Required action:
Print out the entries, word for word.

Given records:

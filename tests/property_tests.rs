//! Property-based tests using proptest
//!
//! These tests verify invariants across randomized inputs, helping catch
//! edge cases that might be missed by example-based testing.

use chrono::{TimeZone, Utc};
use devon::search::{SearchFilter, SearchFilters, parse_query};
use devon::sources::IncludeFilter;
use devon::sources::patterns::{is_safe_relative_path, validate_include_pattern};
use devon::storage::index::{Index, IndexEntry, index_key, parse_index, serialize_index};
use devon::storage::paths::is_within;
use devon::storage::resolve_model_path;
use devon::utils::{format_bytes, parse_params, parse_size};
use proptest::prelude::*;
use std::path::{Path, PathBuf};

// =============================================================================
// Strategies
// =============================================================================

/// A plain path segment such as an org or repository name
fn arb_segment() -> impl Strategy<Value = String> {
    "[A-Za-z0-9][A-Za-z0-9._-]{0,20}".prop_filter("not a dot segment", |s| s != "." && s != "..")
}

fn arb_model_id() -> impl Strategy<Value = String> {
    (arb_segment(), arb_segment()).prop_map(|(org, name)| format!("{org}/{name}"))
}

/// Arbitrary text including separators and traversal pieces
fn arb_hostile_id() -> impl Strategy<Value = String> {
    prop::collection::vec(
        prop_oneof![
            Just("..".to_string()),
            Just(".".to_string()),
            Just("/".to_string()),
            Just("\\".to_string()),
            Just("".to_string()),
            "[a-z]{1,5}",
        ],
        1..8,
    )
    .prop_map(|parts| parts.join("/"))
}

fn arb_entry() -> impl Strategy<Value = IndexEntry> {
    (
        arb_segment(),
        arb_model_id(),
        prop::collection::vec("[a-z]{1,8}\\.(json|gguf|bin)", 0..5),
        0u64..(1 << 40),
        0i64..2_000_000_000,
        prop::option::of(0i64..2_000_000_000),
    )
        .prop_map(|(source, model_id, files, size_bytes, downloaded, used)| IndexEntry {
            path: PathBuf::from("/models").join(&source).join(&model_id),
            source,
            model_id,
            metadata: Default::default(),
            files,
            downloaded_at: Utc.timestamp_opt(downloaded, 0).unwrap(),
            last_used: used.map(|t| Utc.timestamp_opt(t, 0).unwrap()),
            size_bytes,
            unknown: Default::default(),
        })
}

// =============================================================================
// Path safety
// =============================================================================

proptest! {
    #[test]
    fn valid_ids_resolve_inside_base(source in arb_segment(), model_id in arb_model_id()) {
        let base = Path::new("/var/lib/devon/models");
        let path = resolve_model_path(base, &source, &model_id).unwrap();
        prop_assert!(is_within(base, &path));
        prop_assert!(path.ends_with(&model_id));
    }

    #[test]
    fn resolved_paths_never_escape(model_id in arb_hostile_id()) {
        let base = Path::new("/var/lib/devon/models");
        if let Ok(path) = resolve_model_path(base, "huggingface", &model_id) {
            prop_assert!(is_within(base, &path));
            prop_assert!(!model_id.split('/').any(|s| s == ".." || s == "." || s.is_empty()));
        }
    }

    #[test]
    fn safe_relative_paths_have_no_traversal(path in arb_hostile_id()) {
        if is_safe_relative_path(&path) {
            prop_assert!(!path.starts_with('/'));
            prop_assert!(!path.split('/').any(|s| s == ".."));
        }
    }

    #[test]
    fn accepted_include_patterns_compile(pattern in "[A-Za-z0-9*?._/-]{1,30}") {
        if validate_include_pattern(&pattern).is_ok() {
            let patterns = vec![pattern];
            prop_assert!(IncludeFilter::new(Some(&patterns)).is_ok());
        }
    }

    #[test]
    fn unsafe_characters_are_rejected(
        prefix in "[a-z]{0,5}",
        bad in "[;|&$`<>(){}\\[\\] \"']",
        suffix in "[a-z]{0,5}",
    ) {
        let pattern = format!("{prefix}{bad}{suffix}");
        prop_assert!(validate_include_pattern(&pattern).is_err());
    }
}

// =============================================================================
// Index
// =============================================================================

proptest! {
    #[test]
    fn index_survives_serialization(entries in prop::collection::vec(arb_entry(), 0..10)) {
        let index: Index = entries
            .into_iter()
            .map(|e| (index_key(&e.source, &e.model_id), e))
            .collect();

        let path = Path::new("index.json");
        let content = serialize_index(path, &index).unwrap();
        let parsed = parse_index(path, &content).unwrap();

        prop_assert_eq!(parsed, index);
    }

    #[test]
    fn keys_are_unique_per_model(
        a in (arb_segment(), arb_model_id()),
        b in (arb_segment(), arb_model_id()),
    ) {
        prop_assert_eq!(index_key(&a.0, &a.1) == index_key(&b.0, &b.1), a == b);
    }

    #[test]
    fn truncated_index_is_rejected(entries in prop::collection::vec(arb_entry(), 1..4), cut in 1usize..20) {
        let index: Index = entries
            .into_iter()
            .map(|e| (index_key(&e.source, &e.model_id), e))
            .collect();
        let path = Path::new("index.json");
        let content = serialize_index(path, &index).unwrap();
        let truncated = &content[..content.len().saturating_sub(cut).max(1)];

        prop_assert!(parse_index(path, truncated).is_err());
    }
}

// =============================================================================
// Sizes and queries
// =============================================================================

proptest! {
    #[test]
    fn parse_size_scales_with_unit(n in 0u64..1_000_000) {
        prop_assert_eq!(parse_size(&format!("{n}b")), Some(n));
        prop_assert_eq!(parse_size(&format!("{n}kb")), Some(n * 1024));
        prop_assert_eq!(parse_size(&format!("{n}MB")), Some(n * 1024 * 1024));
    }

    #[test]
    fn format_bytes_never_panics(bytes in any::<f64>()) {
        let formatted = format_bytes(bytes);
        prop_assert!(formatted.ends_with('B'));
    }

    #[test]
    fn parse_params_reads_billions(n in 1u64..10_000) {
        prop_assert_eq!(parse_params(&format!("{n}b")), Some(n));
        prop_assert_eq!(parse_params(&format!("{n}B")), Some(n));
    }

    #[test]
    fn query_params_token_becomes_filter(
        word in "[a-z]{3,10}".prop_filter("not a format token", |w| {
            !["gguf", "safetensors", "pytorch", "onnx"].contains(&w.as_str())
        }),
        n in 1u64..500,
    ) {
        let parsed = parse_query(&format!("{word} {n}b"));
        prop_assert_eq!(parsed.text.as_deref(), Some(word.as_str()));
        prop_assert!(parsed.filters.iter().any(|f| *f == SearchFilter::Params(n)));
    }

    #[test]
    fn later_filter_of_same_kind_wins(a in "[a-z]{1,8}", b in "[a-z]{1,8}") {
        let mut filters = SearchFilters::new();
        filters.push(SearchFilter::Author(a));
        filters.push(SearchFilter::Author(b.clone()));
        prop_assert_eq!(filters.len(), 1);
        prop_assert_eq!(filters.author(), Some(b.as_str()));
    }
}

Result for this task:
filename tests/property_tests.rs
//! Property-based tests using proptest
//!
//! These tests verify invariants across randomized inputs, helping catch
//! edge cases that might be missed by example-based testing.

use chrono::{TimeZone, Utc};
use devon::search::{SearchFilter, SearchFilters, parse_query};
use devon::sources::IncludeFilter;
use devon::sources::patterns::{is_safe_relative_path, validate_include_pattern};
use devon::storage::index::{Index, IndexEntry, index_key, parse_index, serialize_index};
use devon::storage::paths::is_within;
use devon::storage::resolve_model_path;
use devon::utils::{format_bytes, parse_params, parse_size};
use proptest::prelude::*;
use std::path::{Path, PathBuf};

// =============================================================================
// Strategies
// =============================================================================

/// A plain path segment such as an org or repository name
fn arb_segment() -> impl Strategy<Value = String> {
    "[A-Za-z0-9][A-Za-z0-9._-]{0,20}".prop_filter("not a dot segment", |s| s != "." && s != "..")
}

fn arb_model_id() -> impl Strategy<Value = String> {
    (arb_segment(), arb_segment()).prop_map(|(org, name)| format!("{org}/{name}"))
}

/// Arbitrary text including separators and traversal pieces
fn arb_hostile_id() -> impl Strategy<Value = String> {
    prop::collection::vec(
        prop_oneof![
            Just("..".to_string()),
            Just(".".to_string()),
            Just("/".to_string()),
            Just("\\".to_string()),
            Just("".to_string()),
            "[a-z]{1,5}",
        ],
        1..8,
    )
    .prop_map(|parts| parts.join("/"))
}

fn arb_entry() -> impl Strategy<Value = IndexEntry> {
    (
        arb_segment(),
        arb_model_id(),
        prop::collection::vec("[a-z]{1,8}\\.(json|gguf|bin)", 0..5),
        0u64..(1 << 40),
        0i64..2_000_000_000,
        prop::option::of(0i64..2_000_000_000),
    )
        .prop_map(|(source, model_id, files, size_bytes, downloaded, used)| IndexEntry {
            path: PathBuf::from("/models").join(&source).join(&model_id),
            source,
            model_id,
            metadata: Default::default(),
            files,
            downloaded_at: Utc.timestamp_opt(downloaded, 0).unwrap(),
            last_used: used.map(|t| Utc.timestamp_opt(t, 0).unwrap()),
            size_bytes,
            unknown: Default::default(),
        })
}

// =============================================================================
// Path safety
// =============================================================================

proptest! {
    #[test]
    fn valid_ids_resolve_inside_base(source in arb_segment(), model_id in arb_model_id()) {
        let base = Path::new("/var/lib/devon/models");
        let path = resolve_model_path(base, &source, &model_id).unwrap();
        prop_assert!(is_within(base, &path));
        prop_assert!(path.ends_with(&model_id));
    }

    #[test]
    fn resolved_paths_never_escape(model_id in arb_hostile_id()) {
        let base = Path::new("/var/lib/devon/models");
        if let Ok(path) = resolve_model_path(base, "huggingface", &model_id) {
            prop_assert!(is_within(base, &path));
            prop_assert!(!model_id.split('/').any(|s| s == ".." || s == "." || s.is_empty()));
        }
    }

    #[test]
    fn safe_relative_paths_have_no_traversal(path in arb_hostile_id()) {
        if is_safe_relative_path(&path) {
            prop_assert!(!path.starts_with('/'));
            prop_assert!(!path.split('/').any(|s| s == ".."));
        }
    }

    #[test]
    fn accepted_include_patterns_compile(pattern in "[A-Za-z0-9*?._/-]{1,30}") {
        if validate_include_pattern(&pattern).is_ok() {
            let patterns = vec![pattern];
            prop_assert!(IncludeFilter::new(Some(&patterns)).is_ok());
        }
    }

    #[test]
    fn unsafe_characters_are_rejected(
        prefix in "[a-z]{0,5}",
        bad in "[;|&$`<>(){}\\[\\] \"']",
        suffix in "[a-z]{0,5}",
    ) {
        let pattern = format!("{prefix}{bad}{suffix}");
        prop_assert!(validate_include_pattern(&pattern).is_err());
    }
}

// =============================================================================
// Index
// =============================================================================

proptest! {
    #[test]
    fn index_survives_serialization(entries in prop::collection::vec(arb_entry(), 0..10)) {
        let index: Index = entries
            .into_iter()
            .map(|e| (index_key(&e.source, &e.model_id), e))
            .collect();

        let path = Path::new("index.json");
        let content = serialize_index(path, &index).unwrap();
        let parsed = parse_index(path, &content).unwrap();

        prop_assert_eq!(parsed, index);
    }

    #[test]
    fn keys_are_unique_per_model(
        a in (arb_segment(), arb_model_id()),
        b in (arb_segment(), arb_model_id()),
    ) {
        prop_assert_eq!(index_key(&a.0, &a.1) == index_key(&b.0, &b.1), a == b);
    }

    #[test]
    fn truncated_index_is_rejected(entries in prop::collection::vec(arb_entry(), 1..4), cut in 1usize..20) {
        let index: Index = entries
            .into_iter()
            .map(|e| (index_key(&e.source, &e.model_id), e))
            .collect();
        let path = Path::new("index.json");
        let content = serialize_index(path, &index).unwrap();
        let truncated = &content[..content.len().saturating_sub(cut).max(1)];

        prop_assert!(parse_index(path, truncated).is_err());
    }
}

// =============================================================================
// Sizes and queries
// =============================================================================

proptest! {
    #[test]
    fn parse_size_scales_with_unit(n in 0u64..1_000_000) {
        prop_assert_eq!(parse_size(&format!("{n}b")), Some(n));
        prop_assert_eq!(parse_size(&format!("{n}kb")), Some(n * 1024));
        prop_assert_eq!(parse_size(&format!("{n}MB")), Some(n * 1024 * 1024));
    }

    #[test]
    fn format_bytes_never_panics(bytes in any::<f64>()) {
        let formatted = format_bytes(bytes);
        prop_assert!(formatted.ends_with('B'));
    }

    #[test]
    fn parse_params_reads_billions(n in 1u64..10_000) {
        prop_assert_eq!(parse_params(&format!("{n}b")), Some(n));
        prop_assert_eq!(parse_params(&format!("{n}B")), Some(n));
    }

    #[test]
    fn query_params_token_becomes_filter(
        word in "[a-z]{3,10}".prop_filter("not a format token", |w| {
            !["gguf", "safetensors", "pytorch", "onnx"].contains(&w.as_str())
        }),
        n in 1u64..500,
    ) {
        let parsed = parse_query(&format!("{word} {n}b"));
        prop_assert_eq!(parsed.text.as_deref(), Some(word.as_str()));
        prop_assert!(parsed.filters.iter().any(|f| *f == SearchFilter::Params(n)));
    }

    #[test]
    fn later_filter_of_same_kind_wins(a in "[a-z]{1,8}", b in "[a-z]{1,8}") {
        let mut filters = SearchFilters::new();
        filters.push(SearchFilter::Author(a));
        filters.push(SearchFilter::Author(b.clone()));
        prop_assert_eq!(filters.len(), 1);
        prop_assert_eq!(filters.author(), Some(b.as_str()));
    }
}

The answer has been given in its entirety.